A storm of laughter was falling upon Mandeville, but the stubborn
General succeeded after all in diverting it to Hilary, to whom in solemn
mirth he pointed as--"_that_ flirtatious devotee of giddiness, without
a fault big enough to make him interesting!" ["Hoh!"--"Hoh!"--from men
and maidens who could easily have named huge ones.] Silent Anna knew at
least two or three; was it not a fault a hundred times too grave to be
uninteresting, for a big artillerist to take a little frightened lassie
as cruelly at her word as he was doing right here and now?

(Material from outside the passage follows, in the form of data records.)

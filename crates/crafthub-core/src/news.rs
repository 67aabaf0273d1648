//! News posts shown on the site's landing and news pages.

use chrono::{DateTime, Utc};
use serde::{Deserialize, Serialize};

use crate::error::DomainError;

/// A published news post.
#[derive(Debug, Clone, Serialize, Deserialize)]
pub struct NewsPost {
    /// Post id, assigned by the store.
    pub id: i64,

    /// Headline.
    pub title: String,

    /// Body text.
    pub content: String,

    /// Byline shown under the headline.
    pub author: String,

    /// Optional header image path.
    pub image: Option<String>,

    /// Section, e.g. `general`, `events`, `updates`.
    pub category: String,

    /// Whether the post is pinned to the landing page.
    pub is_featured: bool,

    /// When the post was published.
    pub created_at: DateTime<Utc>,

    /// When the post was last edited.
    pub updated_at: DateTime<Utc>,
}

/// Input for publishing a post; the store assigns id and timestamps.
#[derive(Debug, Clone, Serialize, Deserialize)]
pub struct NewsDraft {
    /// Headline.
    pub title: String,
    /// Body text.
    pub content: String,
    /// Byline. Defaults to the staff byline.
    #[serde(default = "default_author")]
    pub author: String,
    /// Optional header image path.
    pub image: Option<String>,
    /// Section name. Defaults to `general`.
    #[serde(default = "default_category")]
    pub category: String,
    /// Pin to the landing page.
    #[serde(default)]
    pub is_featured: bool,
}

fn default_author() -> String {
    "Staff".to_owned()
}

fn default_category() -> String {
    "general".to_owned()
}

impl NewsDraft {
    /// Check the draft before it reaches the store.
    ///
    /// # Errors
    ///
    /// Returns a [`DomainError`] when the title or body is empty.
    pub fn validate(&self) -> Result<(), DomainError> {
        if self.title.trim().is_empty() {
            return Err(DomainError::MissingField("title"));
        }
        if self.content.trim().is_empty() {
            return Err(DomainError::MissingField("content"));
        }
        Ok(())
    }
}
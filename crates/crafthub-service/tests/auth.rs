//! Auth bridge integration tests: registration, login, and sessions.

mod common;

use axum::http::StatusCode;
use common::{bearer, mint_token, TestHarness, SESSION_SECRET};
use crafthub_core::{CredentialRecord, Username};
use crafthub_store::Store;
use serde_json::json;

// ============================================================================
// Registration
// ============================================================================

#[tokio::test]
async fn register_creates_credential_and_profile() {
    let harness = TestHarness::new();

    let response = harness
        .server
        .post("/v1/auth/register")
        .json(&json!({
            "username": "Steve",
            "password": "hunter22",
            "email": "steve@example.net",
        }))
        .await;

    response.assert_status(StatusCode::CREATED);
    // The body is the created profile
    let body: serde_json::Value = response.json();
    assert_eq!(body["username"], "Steve");
    assert_eq!(body["avatar"], "/images/default-avatar.png");
    assert_eq!(body["email"], "steve@example.net");
    assert_eq!(body["coins"], 0);
    assert_eq!(body["tokens"], 0);
    // Registering does not log the player in
    assert!(body.get("token").is_none());

    let username = Username::parse("Steve").unwrap();
    let credential = harness
        .store
        .credential(&username)
        .await
        .unwrap()
        .expect("credential row exists");
    assert_eq!(credential.realname, "Steve");
    // The stored password is a hash, never the plaintext
    assert_ne!(credential.password, "hunter22");
    assert!(credential.password.starts_with("$argon2"));
    assert_eq!(credential.email.as_deref(), Some("steve@example.net"));
    assert!(credential.regdate > 0);

    let profile = harness
        .store
        .profile(&username)
        .await
        .unwrap()
        .expect("profile exists");
    assert_eq!(profile.coins, 0);
    assert_eq!(profile.tokens, 0);
    assert_eq!(profile.rank_name, "default");
}

#[tokio::test]
async fn register_duplicate_username_conflicts() {
    let harness = TestHarness::new();
    harness.register("Steve", "hunter22").await;

    let response = harness
        .server
        .post("/v1/auth/register")
        .json(&json!({
            "username": "Steve",
            "password": "different-pass",
            "email": "other@example.net",
        }))
        .await;

    response.assert_status(StatusCode::CONFLICT);
    let body: serde_json::Value = response.json();
    assert_eq!(body["error"]["code"], "conflict");

    // The original credential is untouched
    let username = Username::parse("Steve").unwrap();
    let credential = harness.store.credential(&username).await.unwrap().unwrap();
    assert!(
        crafthub_service::crypto::verify_password("hunter22", &credential.password),
        "first registration's password still applies"
    );
}

#[tokio::test]
async fn register_rejects_bad_usernames() {
    let harness = TestHarness::new();

    for bad in ["ab", "name with spaces", "dash-name", "x".repeat(17).as_str()] {
        let response = harness
            .server
            .post("/v1/auth/register")
            .json(&json!({
                "username": bad,
                "password": "hunter22",
                "email": "a@example.net",
            }))
            .await;

        response.assert_status(StatusCode::BAD_REQUEST);
        let body: serde_json::Value = response.json();
        assert_eq!(body["error"]["code"], "validation_error", "username {bad:?}");
    }
}

#[tokio::test]
async fn register_rejects_short_password_and_bad_email() {
    let harness = TestHarness::new();

    let response = harness
        .server
        .post("/v1/auth/register")
        .json(&json!({
            "username": "Steve",
            "password": "short",
            "email": "steve@example.net",
        }))
        .await;
    response.assert_status(StatusCode::BAD_REQUEST);

    let response = harness
        .server
        .post("/v1/auth/register")
        .json(&json!({
            "username": "Steve",
            "password": "hunter22",
            "email": "not-an-email",
        }))
        .await;
    response.assert_status(StatusCode::BAD_REQUEST);

    // Neither attempt left a credential behind
    let username = Username::parse("Steve").unwrap();
    assert!(harness.store.credential(&username).await.unwrap().is_none());
}

#[tokio::test]
async fn register_without_email_is_accepted() {
    let harness = TestHarness::new();

    let response = harness
        .server
        .post("/v1/auth/register")
        .json(&json!({ "username": "Steve", "password": "hunter22" }))
        .await;
    response.assert_status(StatusCode::CREATED);

    let username = Username::parse("Steve").unwrap();
    let credential = harness.store.credential(&username).await.unwrap().unwrap();
    assert!(credential.email.is_none());
}

// ============================================================================
// Login
// ============================================================================

#[tokio::test]
async fn login_returns_working_session_token() {
    let harness = TestHarness::new();
    harness.register("Alex", "hunter22").await;

    let login = harness
        .server
        .post("/v1/auth/login")
        .json(&json!({ "username": "Alex", "password": "hunter22" }))
        .await;
    login.assert_status_ok();

    let body: serde_json::Value = login.json();
    let token = body["token"].as_str().expect("login returns a token");
    assert!(body["expires_at"].is_string());
    assert_eq!(body["profile"]["username"], "Alex");
    assert_eq!(body["profile"]["email"], "alex@example.net");

    let response = harness
        .server
        .get("/v1/players/me")
        .add_header("authorization", bearer(token))
        .await;

    response.assert_status_ok();
    let body: serde_json::Value = response.json();
    assert_eq!(body["username"], "Alex");
    assert_eq!(body["email"], "alex@example.net");
}

#[tokio::test]
async fn login_failure_is_uniform_for_unknown_user_and_wrong_password() {
    let harness = TestHarness::new();
    harness.register("Alex", "hunter22").await;

    let wrong_password = harness
        .server
        .post("/v1/auth/login")
        .json(&json!({ "username": "Alex", "password": "not-it" }))
        .await;
    wrong_password.assert_status_unauthorized();

    let unknown_user = harness
        .server
        .post("/v1/auth/login")
        .json(&json!({ "username": "Nobody99", "password": "not-it" }))
        .await;
    unknown_user.assert_status_unauthorized();

    // The two failures are indistinguishable from outside
    let a: serde_json::Value = wrong_password.json();
    let b: serde_json::Value = unknown_user.json();
    assert_eq!(a, b);
    assert_eq!(a["error"]["code"], "invalid_credentials");
}

#[tokio::test]
async fn failed_login_leaves_no_trace() {
    let harness = TestHarness::new();
    harness.register("Alex", "hunter22").await;
    harness.login("Alex", "hunter22").await;

    let username = Username::parse("Alex").unwrap();
    let before = harness.store.profile(&username).await.unwrap().unwrap();

    let response = harness
        .server
        .post("/v1/auth/login")
        .json(&json!({ "username": "Alex", "password": "not-it" }))
        .await;
    response.assert_status_unauthorized();

    let after = harness.store.profile(&username).await.unwrap().unwrap();
    assert_eq!(before.last_online, after.last_online);
}

#[tokio::test]
async fn login_repairs_missing_profile() {
    let harness = TestHarness::new();

    // A credential row with no profile, as left behind by the in-game
    // registration path or an interrupted web registration.
    let username = Username::parse("Herobrine").unwrap();
    let hash = crafthub_service::crypto::hash_password("hunter22").unwrap();
    let record = CredentialRecord::new(
        username.clone(),
        hash,
        Some("h@example.net".to_owned()),
        None,
    );
    harness.store.insert_credential(&record).await.unwrap();
    assert!(harness.store.profile(&username).await.unwrap().is_none());

    let token = harness.login("Herobrine", "hunter22").await;

    let profile = harness
        .store
        .profile(&username)
        .await
        .unwrap()
        .expect("login created the profile");
    assert_eq!(profile.coins, 0);
    assert_eq!(profile.tokens, 0);
    assert_eq!(profile.rank_name, "default");
    assert_eq!(profile.email.as_deref(), Some("h@example.net"));

    // And the session works
    let response = harness
        .server
        .get("/v1/players/me")
        .add_header("authorization", bearer(&token))
        .await;
    response.assert_status_ok();
}

// ============================================================================
// Session tokens
// ============================================================================

#[tokio::test]
async fn requests_without_token_are_unauthorized() {
    let harness = TestHarness::new();

    harness
        .server
        .get("/v1/players/me")
        .await
        .assert_status_unauthorized();

    harness
        .server
        .post("/v1/market/purchase")
        .json(&json!({ "item_id": 1 }))
        .await
        .assert_status_unauthorized();
}

#[tokio::test]
async fn garbage_and_forged_tokens_are_unauthorized() {
    let harness = TestHarness::new();
    harness.register("Alex", "hunter22").await;

    let garbage = harness
        .server
        .get("/v1/players/me")
        .add_header("authorization", "Bearer not-a-jwt")
        .await;
    garbage.assert_status_unauthorized();

    // Signed with the wrong secret
    let forged = mint_token("Alex", "some-other-secret", 1);
    let response = harness
        .server
        .get("/v1/players/me")
        .add_header("authorization", bearer(&forged))
        .await;
    response.assert_status_unauthorized();
}

#[tokio::test]
async fn expired_tokens_are_unauthorized() {
    let harness = TestHarness::new();
    harness.register("Alex", "hunter22").await;

    // Expired two hours ago, well past any clock leeway
    let expired = mint_token("Alex", SESSION_SECRET, -2);
    let response = harness
        .server
        .get("/v1/players/me")
        .add_header("authorization", bearer(&expired))
        .await;

    response.assert_status_unauthorized();
}
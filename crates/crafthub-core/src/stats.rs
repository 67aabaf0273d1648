//! Server statistics and leaderboard rows.

use chrono::{DateTime, Utc};
use serde::{Deserialize, Serialize};

use crate::ids::Username;

/// Point-in-time game-server statistics.
///
/// A single versioned snapshot, written only by the status poller and read
/// by everything else.
#[derive(Debug, Clone, Serialize, Deserialize)]
pub struct ServerStatus {
    /// Display name of the game server.
    pub server_name: String,

    /// Players connected at poll time.
    pub online_players: i32,

    /// Slot capacity reported by the server.
    pub max_players: i32,

    /// Whether the server answered the poll.
    pub is_online: bool,

    /// When the snapshot was taken.
    pub last_updated: DateTime<Utc>,
}

impl ServerStatus {
    /// Snapshot reported before the poller has ever run, or when it is
    /// disabled: offline, zero players, zero capacity.
    #[must_use]
    pub fn offline(server_name: &str) -> Self {
        Self {
            server_name: server_name.to_owned(),
            online_players: 0,
            max_players: 0,
            is_online: false,
            last_updated: Utc::now(),
        }
    }
}

/// One row of the donor leaderboard: donation total grouped by player.
///
/// Profile fields are optional because a donation can be recorded for a
/// player who never registered on the site.
#[derive(Debug, Clone, Serialize, Deserialize)]
pub struct DonorEntry {
    /// The donor.
    pub username: Username,

    /// Avatar from the profile, when one exists.
    pub avatar: Option<String>,

    /// Rank from the profile, when one exists.
    pub rank_name: Option<String>,

    /// Lifetime donation total in integer cents.
    pub total_cents: i64,
}

/// One row of the playtime leaderboard.
#[derive(Debug, Clone, Serialize, Deserialize)]
pub struct PlaytimeEntry {
    /// The player.
    pub username: Username,

    /// Avatar from the profile.
    pub avatar: String,

    /// Display rank.
    pub rank_name: String,

    /// Accumulated playtime in seconds.
    pub total_playtime: i64,

    /// Whether the player is on the server right now.
    pub is_online: bool,
}
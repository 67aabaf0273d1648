//! Core domain types for the CraftHub companion-site backend.
//!
//! This crate provides the foundational types used throughout the platform:
//!
//! - **Identifiers**: `Username`, `PurchaseId`
//! - **Identity**: `CredentialRecord` (plugin-compatible), `PlayerProfile`
//! - **Market**: `MarketItem`, `Currency`, `PurchaseRecord`
//! - **Site content**: `NewsPost`, `DonorEntry`, `PlaytimeEntry`, `ServerStatus`
//!
//! # Currency model
//!
//! Every player profile carries two independent balances, **coins** and
//! **tokens**. Both are stored as `i64` whole units and may never go
//! negative; the market purchase transaction is the only code path that
//! debits them.

#![forbid(unsafe_code)]
#![warn(missing_docs)]
#![warn(clippy::all)]
#![warn(clippy::pedantic)]

pub mod credential;
pub mod error;
pub mod ids;
pub mod market;
pub mod news;
pub mod profile;
pub mod stats;

pub use credential::CredentialRecord;
pub use error::{DomainError, Result};
pub use ids::{IdError, PurchaseId, Username};
pub use market::{
    Currency, ItemDraft, MarketItem, PurchaseRecord, PurchaseSummary, USERNAME_PLACEHOLDER,
};
pub use news::{NewsDraft, NewsPost};
pub use profile::PlayerProfile;
pub use stats::{DonorEntry, PlaytimeEntry, ServerStatus};
//! Error types for domain validation.

use crate::ids::IdError;

/// Result type for domain-level validation.
pub type Result<T> = std::result::Result<T, DomainError>;

/// Errors produced when constructing or validating domain values.
#[derive(Debug, Clone, PartialEq, Eq, thiserror::Error)]
pub enum DomainError {
    /// An identifier failed validation.
    #[error(transparent)]
    Id(#[from] IdError),

    /// A currency name that is neither `coins` nor `tokens`.
    #[error("unknown currency: {0}")]
    UnknownCurrency(String),

    /// A price or amount that must be positive was not.
    #[error("amount must be positive, got {0}")]
    NonPositiveAmount(i64),

    /// A catalog draft is missing a required field.
    #[error("missing field: {0}")]
    MissingField(&'static str),

    /// A fulfillment template has no `{username}` placeholder.
    #[error("fulfillment command has no {{username}} placeholder")]
    MissingPlaceholder,
}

Interesting to her it was that his levity still remained unsubmerged,
failing him only in a final instant: Their hands had clasped in
leave-taking and her eyes were lifted to his, when some plea with which
"the entire man" seemed overcharged to the very lips was suddenly,
subtly, and not this time by disconcertion, but by self-mastery,
withheld. Irby put in a stiff good-by, and as he withdrew, Hilary echoed
only the same threadbare word more brightly, and was gone; saying to
himself as he looked back from the garden's outmost bound:

"She's _cold;_ that's what's the matter with Anna; cold and cruel!"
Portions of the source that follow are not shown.